Indian startups that collectively bagged as much as $38.5 billion in venture capital (VC) investments in 2021, will experience slowdown in funding in the coming months. Not to say that the capital is not available. Sai Deo, associate partner at Bain & Company’s private equity practice, tells Fortune India that both domestic and global funds having India-focused investment vehicles have raised considerable capital over the past years which will need to be deployed over the course of a couple of years or so. However, the deployment of capital is going to be ‘cautious’ and the pace of deal making will be a lot more measured.

“Deployment of capital may not be at the speed seen in 2021,” says Deo. And there are sufficient reasons behind this guarded investor rationale that is shaping up — the easy liquidity regime seen in the aftermath of Covid-19 is gradually fading; the U.S. Federal Reserve has already hiked interest rates by a quarter of a percentage point, the first since 2018 while hinting at six more hikes this year. Compression of the market capitalisation of publicly listed tech companies in the US and in markets across the globe has had some “degree of trickle down impact on the tech listings in the Indian bourses,” says Deo.

Experts point out that SaaS multiples (globally) have come down by 20% or so. “Public market trends indicate some headwinds for VC investments in 2022...,” analysts said in the report. The ongoing geopolitical tensions only add to the uncertainty, hurting investor sentiment. “All the factors put together will impact Indian growth and late stage startup equity deals in the next one or two years,” says Deo.

Closer home, there are some other factors at play which have the potential to cloud the growth of the startup ecosystem. “...stricter IPO (initial public offering) norms are expected from SEBI, regulatory uncertainty for a few sectors is likely to continue (e.g., online gaming and fintech), and a competitive talent market will continue to strain the ecosystem,” analysts at Bain & Company said in a report published recently.

Investors are broadly expected to back startups with sound business models, better founding teams and proven unit economics, say analysts. This essentially could mean that on the late stage side (fairly established/late stage startups), big players are likely to corner the bulk of the available capital. “Capital will concentrate a little bit towards market leaders who have already proven their ability to grow, scale and scale at a measured burn rate... this will lead to even larger ticket sizes in selective assets,” says Deo.

This trend has been very much palpable in the edtech segment at least, where Byju’s continue to lead in terms of funding, having amassed over $2 billion from investors since the onset of the pandemic.

Despite headwinds, emerging sectors like Web3, crypto and blockchain-based technologies, healthtech and agritech are likely to see investor traction. An unstable macro environment sure poses risk to the startup growth momentum but analysts continue to bet on the overall potential of the ecosystem. A slew of fresh entrepreneurs and companies are trying to build new business models, devise new solutions to cater to the masses. A lot of startups are attempting to address issues specific to tier one, two, three cities or what experts call the ‘Bharat problem’.

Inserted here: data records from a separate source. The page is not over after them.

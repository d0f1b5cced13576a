//! Events processed by an application actor.

use plexus_contract::Contract;
use plexus_events::BindingState;
use plexus_id::{Phase, Pointer, SystemId};
use tokio::sync::oneshot;

use crate::container::ResourceSnapshot;
use crate::model::{Assembly, AssemblyPointer, AssemblyState};

/// One unit of work for an application.
///
/// Phase-tagged events are dropped unless their phase matches the
/// application's; the others are processed unconditionally.
#[derive(Debug)]
pub enum AssemblyEvent {
    /// Resolve the whole tree from the root. Master only.
    Configure {
        reply: oneshot::Sender<Option<Assembly>>,
    },
    Setup {
        pointer: Pointer,
        state: AssemblyState,
        reply: oneshot::Sender<AssemblyPointer>,
    },
    Retrieve {
        pointer: Pointer,
        reply: oneshot::Sender<Option<Assembly>>,
    },
    Resolve {
        phase: Phase,
        pointer: Pointer,
        requester: SystemId,
        contract: Contract,
        reuse: bool,
    },
    Release {
        phase: Phase,
        pointer: Pointer,
    },
    Report {
        phase: Phase,
        pointer: Pointer,
        assembly: Option<Assembly>,
    },
    RemoveSystem {
        system: SystemId,
        epoch: Option<Phase>,
    },
    /// Delivery to `system` failed or its lease was lost.
    Unreachable {
        system: SystemId,
    },
    Inspect {
        reply: oneshot::Sender<ApplicationSnapshot>,
    },
    /// Tear the application down.
    Shutdown,
}

impl AssemblyEvent {
    /// Phase the event is bound to, `None` for unconditional events.
    pub fn phase(&self) -> Option<Phase> {
        match self {
            Self::Resolve { phase, .. } | Self::Release { phase, .. } | Self::Report { phase, .. } => {
                Some(*phase)
            }
            _ => None,
        }
    }

    pub fn kind(&self) -> &'static str {
        match self {
            Self::Configure { .. } => "configure",
            Self::Setup { .. } => "setup",
            Self::Retrieve { .. } => "retrieve",
            Self::Resolve { .. } => "resolve",
            Self::Release { .. } => "release",
            Self::Report { .. } => "report",
            Self::RemoveSystem { .. } => "remove_system",
            Self::Unreachable { .. } => "unreachable",
            Self::Inspect { .. } => "inspect",
            Self::Shutdown => "shutdown",
        }
    }
}

/// Point-in-time view of an application, for tests and diagnostics.
#[derive(Debug, Clone)]
pub struct ApplicationSnapshot {
    pub phase: Phase,
    pub master: SystemId,
    pub systems: Vec<SystemId>,
    pub configuring: bool,
    /// Pending requests.
    pub requests: Vec<Pointer>,
    /// Requests that resolved and still hold their reservations.
    pub completed: Vec<Pointer>,
    pub bindings: Vec<(Pointer, BindingState)>,
    /// Free capacity on the host, shared with other applications.
    pub free: ResourceSnapshot,
    /// What this application holds.
    pub held: ResourceSnapshot,
}

#[cfg(test)]
mod tests {
    use super::*;

    #[test]
    fn test_only_protocol_events_are_phase_bound() {
        let pointer = Pointer::root("shop");
        let release = AssemblyEvent::Release {
            phase: Phase::new(4),
            pointer: pointer.clone(),
        };
        assert_eq!(release.phase(), Some(Phase::new(4)));

        let remove = AssemblyEvent::RemoveSystem {
            system: SystemId::new(),
            epoch: Some(Phase::new(9)),
        };
        assert_eq!(remove.phase(), None);
        assert_eq!(AssemblyEvent::Shutdown.phase(), None);
    }
}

“These problems are local in nature and do not necessarily have global equivalents, but the business models they are creating could later have some applicability globally. That will continue to be a focus for early stage startups and such ideas will continue to see investor interest,” they say.

The wider investor landscape has also evolved. 2021, for instance, saw newer investors making significant inroads — tier one global VCs such as TCV and Dragoneer Investment Group made several large investments. Domestic VCs like 3one4 Capital, Gemba Capital and Together Fund scaled presence while sovereign funds such as ADQ and QIA made direct investments into the market as late-stage investors.

“Several sector-focused funds increasingly doubled down. Finally, traditional PE funds also stepped up focus on growth equity deals, with the marquee deals being the Warburg Pincus-led investment in The Good Glamm Group, ChrysCapital’s investment round in Dream11, and the KKR-led investment in Lenskart,” analysts said in the report.